=== Begin Enclosure ===

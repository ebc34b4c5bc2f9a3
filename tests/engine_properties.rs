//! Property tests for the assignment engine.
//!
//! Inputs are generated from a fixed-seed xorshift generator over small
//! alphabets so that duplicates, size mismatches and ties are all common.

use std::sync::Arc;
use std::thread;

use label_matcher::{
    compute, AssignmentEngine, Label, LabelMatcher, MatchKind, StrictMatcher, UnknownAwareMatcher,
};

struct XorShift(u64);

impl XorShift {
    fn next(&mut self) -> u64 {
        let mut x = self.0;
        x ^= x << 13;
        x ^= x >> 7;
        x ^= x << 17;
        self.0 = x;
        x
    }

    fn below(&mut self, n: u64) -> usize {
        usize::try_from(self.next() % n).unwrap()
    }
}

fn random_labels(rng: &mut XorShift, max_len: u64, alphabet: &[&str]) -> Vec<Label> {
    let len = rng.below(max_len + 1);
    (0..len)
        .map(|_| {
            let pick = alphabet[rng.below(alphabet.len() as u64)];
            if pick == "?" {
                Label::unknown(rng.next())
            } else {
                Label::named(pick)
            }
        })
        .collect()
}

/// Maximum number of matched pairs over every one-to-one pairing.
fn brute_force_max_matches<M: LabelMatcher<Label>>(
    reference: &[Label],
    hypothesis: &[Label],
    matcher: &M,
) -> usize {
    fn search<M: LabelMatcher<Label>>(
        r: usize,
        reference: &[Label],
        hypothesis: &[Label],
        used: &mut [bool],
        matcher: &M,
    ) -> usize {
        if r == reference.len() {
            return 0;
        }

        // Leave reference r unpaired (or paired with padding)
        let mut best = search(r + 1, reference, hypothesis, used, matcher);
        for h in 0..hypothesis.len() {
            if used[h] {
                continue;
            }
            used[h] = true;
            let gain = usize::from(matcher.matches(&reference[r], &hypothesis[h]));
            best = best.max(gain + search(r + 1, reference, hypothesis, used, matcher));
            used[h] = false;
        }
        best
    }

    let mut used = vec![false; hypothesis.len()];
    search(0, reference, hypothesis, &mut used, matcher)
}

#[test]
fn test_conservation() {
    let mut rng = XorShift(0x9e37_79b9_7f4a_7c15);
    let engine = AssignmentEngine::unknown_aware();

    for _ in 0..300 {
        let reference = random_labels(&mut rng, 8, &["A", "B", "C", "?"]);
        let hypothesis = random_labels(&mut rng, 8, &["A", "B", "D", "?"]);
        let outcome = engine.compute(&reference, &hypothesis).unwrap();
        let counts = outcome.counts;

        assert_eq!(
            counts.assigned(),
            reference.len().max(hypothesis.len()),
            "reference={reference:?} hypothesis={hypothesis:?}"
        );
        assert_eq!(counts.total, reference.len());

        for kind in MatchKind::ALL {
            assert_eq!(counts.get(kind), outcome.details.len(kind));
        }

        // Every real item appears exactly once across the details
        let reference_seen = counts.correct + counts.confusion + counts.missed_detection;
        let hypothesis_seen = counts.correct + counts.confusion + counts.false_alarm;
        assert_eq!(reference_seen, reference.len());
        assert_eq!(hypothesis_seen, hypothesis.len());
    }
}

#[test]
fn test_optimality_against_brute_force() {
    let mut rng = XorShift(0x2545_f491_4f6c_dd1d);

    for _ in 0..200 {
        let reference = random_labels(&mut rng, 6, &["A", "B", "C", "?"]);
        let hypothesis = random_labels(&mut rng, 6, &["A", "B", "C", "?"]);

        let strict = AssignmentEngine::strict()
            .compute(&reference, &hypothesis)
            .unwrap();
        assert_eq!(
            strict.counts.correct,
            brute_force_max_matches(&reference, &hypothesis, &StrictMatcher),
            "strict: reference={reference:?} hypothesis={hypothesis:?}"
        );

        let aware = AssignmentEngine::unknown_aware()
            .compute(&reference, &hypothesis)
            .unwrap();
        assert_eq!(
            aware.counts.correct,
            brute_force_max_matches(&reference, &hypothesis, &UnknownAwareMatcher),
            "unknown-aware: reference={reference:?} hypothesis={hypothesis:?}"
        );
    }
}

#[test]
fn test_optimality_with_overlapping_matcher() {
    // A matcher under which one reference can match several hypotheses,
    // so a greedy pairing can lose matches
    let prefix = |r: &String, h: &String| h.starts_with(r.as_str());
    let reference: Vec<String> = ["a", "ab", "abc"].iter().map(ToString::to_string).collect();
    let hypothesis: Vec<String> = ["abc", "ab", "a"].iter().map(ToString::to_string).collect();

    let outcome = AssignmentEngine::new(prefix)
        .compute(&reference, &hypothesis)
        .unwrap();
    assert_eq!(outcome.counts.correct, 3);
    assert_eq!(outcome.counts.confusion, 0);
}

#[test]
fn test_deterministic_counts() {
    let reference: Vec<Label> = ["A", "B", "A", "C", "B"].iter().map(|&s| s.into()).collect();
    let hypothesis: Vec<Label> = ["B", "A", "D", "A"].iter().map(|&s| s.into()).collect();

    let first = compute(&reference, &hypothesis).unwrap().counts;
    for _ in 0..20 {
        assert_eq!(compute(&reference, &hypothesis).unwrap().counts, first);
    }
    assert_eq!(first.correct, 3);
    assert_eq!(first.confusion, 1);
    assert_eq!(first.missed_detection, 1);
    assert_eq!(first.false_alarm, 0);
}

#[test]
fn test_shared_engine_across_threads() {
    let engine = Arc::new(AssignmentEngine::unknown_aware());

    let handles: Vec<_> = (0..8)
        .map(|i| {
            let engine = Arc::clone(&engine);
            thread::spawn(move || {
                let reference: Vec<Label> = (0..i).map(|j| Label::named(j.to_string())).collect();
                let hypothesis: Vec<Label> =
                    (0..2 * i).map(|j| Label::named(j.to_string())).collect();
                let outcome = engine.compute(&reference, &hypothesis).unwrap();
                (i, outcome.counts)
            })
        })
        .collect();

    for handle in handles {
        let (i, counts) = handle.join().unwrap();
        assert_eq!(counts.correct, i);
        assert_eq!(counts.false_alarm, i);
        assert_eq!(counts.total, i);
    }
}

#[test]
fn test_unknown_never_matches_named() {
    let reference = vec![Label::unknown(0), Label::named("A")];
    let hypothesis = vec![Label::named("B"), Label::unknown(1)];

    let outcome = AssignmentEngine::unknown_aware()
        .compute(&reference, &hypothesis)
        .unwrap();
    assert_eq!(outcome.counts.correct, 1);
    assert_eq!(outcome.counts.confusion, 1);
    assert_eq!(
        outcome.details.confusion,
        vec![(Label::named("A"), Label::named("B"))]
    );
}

=== End Enclosure ===

WHAT IS NEEDED -
Some lines of the records may hold the word "correct". How many do? Answer with a number and nothing else.

RESPONSE BOX -
8